“El que quiera ser grande, sea vuestro servidor; y el que quiera ser el primero, sea esclavo de todos. Porque el Hijo del hombre no ha venido para que le sirvan, sino para servir y dar su vida en rescate por todos.” (Mc 10, 42-45)
Probablemente sea el instinto humano, deformado por el pecado original, el que nos lleva a pensar que el grande es el que manda y que el que sirve es inferior, es, de alguna manera, un pobre desgraciado. Por eso, porque el instinto está herido por el pecado, es por lo que huimos del servicio y procuramos ser servidos.
Cristo, conocedor del alma humana, quiere salir al paso de esa desviación. Lo hace de dos maneras, con el ejemplo y con su enseñanza. Una y otra vez, y no sólo en aquella última cena en la que lavó los pies a los apóstoles, dio muestras de su actitud de servicio. En esta ocasión, tal y como cuenta el evangelista Marcos, lo quiso enseñar explícitamente, hablando de sí mismo (“el Hijo del hombre no ha venido para que le sirvan, sino para servir”) y diciendo a sus seguidores que ellos debían imitarle y hacer lo mismo. Se tratará, pues, de llevar a la práctica lo que el Maestro hizo y enseñó, pues ninguno es tan grande como Él y por lo tanto ninguno tiene que abajarse tanto y humillarse tanto como hizo Él.

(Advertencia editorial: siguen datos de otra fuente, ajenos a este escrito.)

//! VOC 数据块头部解析.
//!
//! 每种数据块的头部形状不同, 这里把"读取哪些字段"与"这些字段占用多少
//! 字节"放在同一个变体里, 调用方只需按 [`ParsedBlock`] 给出的负载长度和
//! 预算消耗记账.

use encoding_rs::WINDOWS_1252;
use log::debug;
use vocal_core::{VocalError, VocalResult};

use crate::io::IoContext;
use crate::voc::BlockType;

/// 声音数据块头部长度: 采样率码 + 编码标签
const VOICE_DATA_HEADER_LEN: u64 = 2;
/// 扩展参数块长度: 采样率参数 u16 + 编码标签 + 声道数-1
const EXTENDED_LEN: u64 = 4;
/// 新格式声音数据块头部长度: 采样率 u32 + 位深 + 声道数 + 编码标签 u16 + 保留 4 字节
const NEW_VOICE_DATA_HEADER_LEN: u64 = 12;
/// 文本块最多保留的字节数, 超出部分直接跳过
const MAX_TEXT_LEN: u64 = 4096;

/// 扩展参数块给出的采样率与声道数
///
/// 只作用于紧随其后的声音数据块, 不直接写入流参数.
#[derive(Debug, Clone, Copy, PartialEq, Eq)]
pub(crate) struct ExtendedOverride {
    /// 采样率 (Hz)
    pub sample_rate: u32,
    /// 声道数
    pub channels: u32,
}

/// 新格式声音数据块的参数字段
#[derive(Debug, Clone, Copy, PartialEq, Eq)]
pub(crate) struct NewVoiceParams {
    pub sample_rate: u32,
    pub bits_per_sample: u8,
    pub channels: u8,
    pub codec_tag: u16,
}

/// 已解析头部的数据块
#[derive(Debug, Clone, PartialEq, Eq)]
pub(crate) enum Block {
    /// 旧格式声音数据 (8 位采样率码)
    VoiceData { rate_code: u8, codec_tag: u8 },
    /// 声音数据续块
    VoiceDataCont,
    /// 扩展参数
    Extended(ExtendedOverride),
    /// 新格式声音数据
    NewVoiceData(NewVoiceParams),
    /// 文本
    Text(String),
    /// 其他类型 (静音、标记、循环或未定义类型), 整块跳过
    Skipped(u8),
}

/// 数据块头部解析结果
#[derive(Debug)]
pub(crate) struct ParsedBlock {
    pub block: Block,
    /// 头部之后可输出的负载字节数
    pub payload_size: u64,
    /// 本块头部从数据包预算中扣除的字节数 (不含 4 字节的类型与长度)
    pub budget_cost: i64,
}

impl ParsedBlock {
    fn new(block: Block, payload_size: u64, budget_cost: u64) -> Self {
        Self {
            block,
            payload_size,
            budget_cost: budget_cost as i64,
        }
    }
}

/// 由声音数据块的采样率码计算采样率
pub(crate) fn rate_from_code(rate_code: u8) -> u32 {
    1_000_000 / (256 - u32::from(rate_code))
}

/// 读取类型与长度之后的块头部
///
/// `size` 为块声明的总长度 (已处理长度为 0 的情况).
pub(crate) fn read_block(io: &mut IoContext, block_type: u8, size: u64) -> VocalResult<ParsedBlock> {
    match BlockType::from_u8(block_type) {
        Some(BlockType::VoiceData) => {
            let payload_size = header_remainder(block_type, size, VOICE_DATA_HEADER_LEN)?;
            let rate_code = io.read_u8()?;
            let codec_tag = io.read_u8()?;
            Ok(ParsedBlock::new(
                Block::VoiceData {
                    rate_code,
                    codec_tag,
                },
                payload_size,
                VOICE_DATA_HEADER_LEN,
            ))
        }
        Some(BlockType::VoiceDataCont) => Ok(ParsedBlock::new(Block::VoiceDataCont, size, 0)),
        Some(BlockType::Extended) => {
            // 声明长度小于 4 的文件也存在, 四个字段总是照常读取
            let extra = size.saturating_sub(EXTENDED_LEN);
            let rate_param = u32::from(io.read_u16_le()?);
            let _codec_tag = io.read_u8()?;
            let channels = u32::from(io.read_u8()?) + 1;
            if extra > 0 {
                debug!("扩展参数块多出 {} 字节, 跳过", extra);
                io.skip(extra)?;
            }
            let sample_rate = 256_000_000 / (channels * (65536 - rate_param));
            Ok(ParsedBlock::new(
                Block::Extended(ExtendedOverride {
                    sample_rate,
                    channels,
                }),
                0,
                size.max(EXTENDED_LEN),
            ))
        }
        Some(BlockType::NewVoiceData) => {
            let payload_size = header_remainder(block_type, size, NEW_VOICE_DATA_HEADER_LEN)?;
            let sample_rate = io.read_u32_le()?;
            let bits_per_sample = io.read_u8()?;
            let channels = io.read_u8()?;
            let codec_tag = io.read_u16_le()?;
            io.skip(4)?;
            Ok(ParsedBlock::new(
                Block::NewVoiceData(NewVoiceParams {
                    sample_rate,
                    bits_per_sample,
                    channels,
                    codec_tag,
                }),
                payload_size,
                NEW_VOICE_DATA_HEADER_LEN,
            ))
        }
        Some(BlockType::Ascii) => {
            let keep = size.min(MAX_TEXT_LEN);
            let raw = io.read_bytes(keep as usize)?;
            io.skip(size - keep)?;
            Ok(ParsedBlock::new(Block::Text(decode_text(&raw)), 0, size))
        }
        _ => {
            debug!("跳过 VOC 数据块: type={}, size={}", block_type, size);
            io.skip(size)?;
            Ok(ParsedBlock::new(Block::Skipped(block_type), 0, size))
        }
    }
}

/// 块长度扣除固定头部后的剩余字节数, 长度不足时报错
fn header_remainder(block_type: u8, size: u64, header_len: u64) -> VocalResult<u64> {
    size.checked_sub(header_len).ok_or_else(|| {
        VocalError::InvalidData(format!(
            "VOC 数据块 type={} 长度 {} 小于头部长度 {}",
            block_type, size, header_len
        ))
    })
}

/// 文本块以 NUL 结尾, 编码为 DOS 时代的单字节字符集
fn decode_text(raw: &[u8]) -> String {
    let end = raw.iter().position(|&b| b == 0).unwrap_or(raw.len());
    let (text, _, _) = WINDOWS_1252.decode(&raw[..end]);
    text.trim_end().to_string()
}

#[cfg(test)]
mod tests {
    use super::*;
    use crate::io::MemoryBackend;

    fn memory_io(data: Vec<u8>) -> IoContext {
        IoContext::new(Box::new(MemoryBackend::from_data(data)))
    }

    #[test]
    fn test_采样率码() {
        assert_eq!(rate_from_code(0), 3906);
        assert_eq!(rate_from_code(131), 8000);
        assert_eq!(rate_from_code(255), 1_000_000);
    }

    #[test]
    fn test_声音数据块记账() {
        let mut io = memory_io(vec![131, 0x00, 0xAA]);
        let parsed = read_block(&mut io, 1, 12).unwrap();
        assert_eq!(
            parsed.block,
            Block::VoiceData {
                rate_code: 131,
                codec_tag: 0
            }
        );
        assert_eq!(parsed.payload_size, 10);
        assert_eq!(parsed.budget_cost, 2);
        assert_eq!(io.read_u8().unwrap(), 0xAA);
    }

    #[test]
    fn test_扩展参数块() {
        // 立体声 8000 Hz: 65536 - 256000000 / (2 * 8000) = 49536
        let mut data = 49536u16.to_le_bytes().to_vec();
        data.extend_from_slice(&[0x00, 0x01]);
        let mut io = memory_io(data);
        let parsed = read_block(&mut io, 8, 4).unwrap();
        assert_eq!(
            parsed.block,
            Block::Extended(ExtendedOverride {
                sample_rate: 8000,
                channels: 2
            })
        );
        assert_eq!(parsed.payload_size, 0);
        assert_eq!(parsed.budget_cost, 4);
    }

    #[test]
    fn test_扩展参数块_声明长度不足() {
        // 声明长度为 2, 仍然读取完整的 4 字节字段
        let mut data = 49536u16.to_le_bytes().to_vec();
        data.extend_from_slice(&[0x00, 0x01, 0xAA]);
        let mut io = memory_io(data);
        let parsed = read_block(&mut io, 8, 2).unwrap();
        assert_eq!(
            parsed.block,
            Block::Extended(ExtendedOverride {
                sample_rate: 8000,
                channels: 2
            })
        );
        assert_eq!(parsed.budget_cost, 4);
        assert_eq!(io.read_u8().unwrap(), 0xAA);

        // 声明长度超出时跳过多余字节
        let mut data = 49536u16.to_le_bytes().to_vec();
        data.extend_from_slice(&[0x00, 0x01, 0xEE, 0xEE, 0xAA]);
        let mut io = memory_io(data);
        let parsed = read_block(&mut io, 8, 6).unwrap();
        assert_eq!(parsed.budget_cost, 6);
        assert_eq!(io.read_u8().unwrap(), 0xAA);
    }

    #[test]
    fn test_新格式声音数据块() {
        let mut data = 44100u32.to_le_bytes().to_vec();
        data.extend_from_slice(&[16, 2]);
        data.extend_from_slice(&4u16.to_le_bytes());
        data.extend_from_slice(&[0; 4]);
        data.push(0x55);
        let mut io = memory_io(data);
        let parsed = read_block(&mut io, 9, 112).unwrap();
        assert_eq!(
            parsed.block,
            Block::NewVoiceData(NewVoiceParams {
                sample_rate: 44100,
                bits_per_sample: 16,
                channels: 2,
                codec_tag: 4
            })
        );
        assert_eq!(parsed.payload_size, 100);
        assert_eq!(parsed.budget_cost, 12);
        assert_eq!(io.read_u8().unwrap(), 0x55);
    }

    #[test]
    fn test_长度不足头部() {
        let mut io = memory_io(vec![0; 16]);
        let err = read_block(&mut io, 9, 8).unwrap_err();
        assert!(matches!(err, VocalError::InvalidData(_)));
        let err = read_block(&mut io, 1, 1).unwrap_err();
        assert!(matches!(err, VocalError::InvalidData(_)));
    }

    #[test]
    fn test_文本块与未知块() {
        let mut io = memory_io(b"Hello VOC\0\0\0\xFF\xFF".to_vec());
        let parsed = read_block(&mut io, 5, 12).unwrap();
        assert_eq!(parsed.block, Block::Text("Hello VOC".into()));
        assert_eq!(parsed.budget_cost, 12);

        let parsed = read_block(&mut io, 0x42, 2).unwrap();
        assert_eq!(parsed.block, Block::Skipped(0x42));
        assert_eq!(parsed.payload_size, 0);
        assert_eq!(io.position().unwrap(), 14);
    }
}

Se trata de servir y de hacerlo con alegría, sin quejarse, sabiendo que así se imita al Señor y se le ama en los hermanos. Claro que ese servicio debe ser inteligente, sin que se preste a abusos o pueda ser empleado para maleducar. Pero dentro de estos márgenes, lo que hay que hacer es teorizar menos sobre el servicio y servir más. Por amor a Cristo, con la ayuda de Cristo y como hizo María, la esclava del Señor.